The following article includes one of the basic concepts of machine learning i.e. Supervised Learning. Hope you all enjoy it!

1. Supervised Learning: Classification

The first type of supervised learning that we’ll look at is classification. Recall that the main distinguishing characteristic of classification is the type of output it produces:

In a classification problem, the outputs are categorical or discrete.
Within this broad definition, there are several main approaches, which differ based on how many classes or categories are used, and whether each output can belong to only one class or multiple classes. Let’s have a look.

Some of the most common types of classification problems include:

· Classification on tabular data: The data is available in the form of rows and columns, potentially originating from a wide variety of data sources.

· Classification on image or sound data: The training data consists of images or sounds whose categories are already known.

· Classification on text data: The training data consists of texts whose categories are already known.

As we know, machine learning requires numerical data. This means that with images, sound, and text, several steps need to be performed during the preparation phase to transform the data into numerical vectors that can be accepted by the classification algorithms.

The following images are just an introduction to the various algorithms with their major characteristics. No need to get overwhelmed! Learning about algorithms is a slow and steady process.
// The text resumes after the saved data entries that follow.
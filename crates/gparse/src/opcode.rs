//! Opcodes packed into a right-aligned big-endian word for fast comparison.
//!
//! Mirrors the original firmware's `bigEndianStr` trick: instead of
//! comparing `&str`s, an opcode of up to 4 ASCII characters is packed
//! MSB-first into a `u32`, right-adjusted (so `"G1"` and `"G01"` are
//! distinct words, but comparison is a single integer compare).

/// A G-code or M-code opcode, packed as a right-aligned big-endian word.
#[derive(Debug, Clone, Copy, PartialEq, Eq, Hash)]
pub struct Opcode(u32);

impl Opcode {
    /// The empty opcode (no command present on this line).
    pub const EMPTY: Opcode = Opcode(0);

    /// Packs up to 4 uppercase ASCII bytes into an opcode word.
    ///
    /// Bytes beyond the 4th are ignored; callers are expected to have
    /// already validated the opcode length.
    pub fn pack(bytes: &[u8]) -> Opcode {
        let mut word: u32 = 0;
        for &b in bytes.iter().take(4) {
            word = (word << 8) | b as u32;
        }
        Opcode(word)
    }

    pub fn is_empty(&self) -> bool {
        self.0 == 0
    }

    /// The packed word's bytes, most-significant first (so unused
    /// leading positions read as `0`).
    fn bytes(&self) -> [u8; 4] {
        self.0.to_be_bytes()
    }

    /// Whether this opcode's letter (its first non-zero byte) is
    /// `letter`. Used for opcode families like T-code tool select,
    /// where the numeric suffix varies per command and so can't be
    /// matched against a single constant the way `G28` can.
    pub fn is_letter(&self, letter: u8) -> bool {
        self.bytes().iter().find(|&&b| b != 0).is_some_and(|&b| b == letter)
    }

    /// The numeric suffix following this opcode's letter, e.g. `Some(3)`
    /// for the opcode packed from `"T3"`. `None` if the opcode isn't a
    /// single letter followed only by digits (or has no suffix at all).
    pub fn numeric_suffix(&self) -> Option<u32> {
        let bytes = self.bytes();
        let first = bytes.iter().position(|&b| b != 0)?;
        if !bytes[first].is_ascii_alphabetic() {
            return None;
        }
        let digits = &bytes[first + 1..];
        if digits.iter().any(|&b| !b.is_ascii_digit()) {
            return None;
        }
        let mut value: u32 = 0;
        let mut saw_digit = false;
        for &b in digits {
            value = value * 10 + (b - b'0') as u32;
            saw_digit = true;
        }
        saw_digit.then_some(value)
    }

    /// Builds an opcode from a letter and numeric code, e.g. `('G', 28)`.
    pub fn from_letter_code(letter: u8, code: u32) -> Opcode {
        let digits = code.to_string();
        let mut bytes = Vec::with_capacity(1 + digits.len());
        bytes.push(letter);
        bytes.extend_from_slice(digits.as_bytes());
        Opcode::pack(&bytes)
    }
}

macro_rules! opcode_const {
    ($name:ident, $letter:expr, $code:expr) => {
        #[allow(non_upper_case_globals)]
        pub const $name: Opcode = Opcode::from_letter_code_const($letter, $code);
    };
}

impl Opcode {
    const fn from_letter_code_const(letter: u8, code: u32) -> Opcode {
        // const-fn equivalent of from_letter_code, restricted to codes < 1000
        // since that covers every opcode this firmware recognizes.
        let hundreds = (code / 100) % 10;
        let tens = (code / 10) % 10;
        let ones = code % 10;
        let mut word = letter as u32;
        if code >= 100 {
            word = (word << 8) | (b'0' as u32 + hundreds);
        }
        if code >= 10 {
            word = (word << 8) | (b'0' as u32 + tens);
        }
        word = (word << 8) | (b'0' as u32 + ones);
        Opcode(word)
    }
}

opcode_const!(G0, b'G', 0);
opcode_const!(G1, b'G', 1);
opcode_const!(G2, b'G', 2);
opcode_const!(G3, b'G', 3);
opcode_const!(G4, b'G', 4);
opcode_const!(G20, b'G', 20);
opcode_const!(G21, b'G', 21);
opcode_const!(G28, b'G', 28);
opcode_const!(G90, b'G', 90);
opcode_const!(G91, b'G', 91);
opcode_const!(G92, b'G', 92);
opcode_const!(M0, b'M', 0);
opcode_const!(M17, b'M', 17);
opcode_const!(M18, b'M', 18);
opcode_const!(M20, b'M', 20);
opcode_const!(M21, b'M', 21);
opcode_const!(M23, b'M', 23);
opcode_const!(M24, b'M', 24);
opcode_const!(M25, b'M', 25);
opcode_const!(M26, b'M', 26);
opcode_const!(M27, b'M', 27);
opcode_const!(M32, b'M', 32);
opcode_const!(M82, b'M', 82);
opcode_const!(M83, b'M', 83);
opcode_const!(M84, b'M', 84);
opcode_const!(M99, b'M', 99);
opcode_const!(M104, b'M', 104);
opcode_const!(M105, b'M', 105);
opcode_const!(M106, b'M', 106);
opcode_const!(M107, b'M', 107);
opcode_const!(M109, b'M', 109);
opcode_const!(M112, b'M', 112);
opcode_const!(M116, b'M', 116);
opcode_const!(M117, b'M', 117);
opcode_const!(M140, b'M', 140);
opcode_const!(M190, b'M', 190);
opcode_const!(M280, b'M', 280);

#[cfg(test)]
mod tests {
    use super::*;

    #[test]
    fn pack_matches_letter_code_helper() {
        assert_eq!(Opcode::pack(b"G28"), G28);
        assert_eq!(Opcode::pack(b"M105"), M105);
        assert_eq!(Opcode::pack(b"G1"), G1);
    }

    #[test]
    fn distinct_lengths_are_distinct_words() {
        assert_ne!(Opcode::pack(b"G1"), Opcode::pack(b"G01"));
    }

    #[test]
    fn empty_is_zero() {
        assert!(Opcode::EMPTY.is_empty());
        assert!(!G28.is_empty());
    }

    #[test]
    fn numeric_suffix_reads_tool_index() {
        assert_eq!(Opcode::pack(b"T0").numeric_suffix(), Some(0));
        assert_eq!(Opcode::pack(b"T12").numeric_suffix(), Some(12));
        assert!(Opcode::pack(b"T0").is_letter(b'T'));
        assert!(!G28.is_letter(b'T'));
    }

    #[test]
    fn from_letter_code_matches_pack() {
        assert_eq!(Opcode::from_letter_code(b'M', 117), M117);
        assert_eq!(Opcode::from_letter_code(b'G', 3), G3);
    }
}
*One-vs-all method: A binary model is created for each of the multiple output classes. Each of these binary models for the individual classes is assessed against its complement (all other classes in the model) as though it were a binary classification issue. Prediction is then performed by running these binary classifiers and choosing the prediction with the highest confidence score.

In essence, an ensemble of individual models is created and the results are then merged, to create a single model that predicts all classes. Thus, any binary classifier can be used as the basis for a one-vs-all model.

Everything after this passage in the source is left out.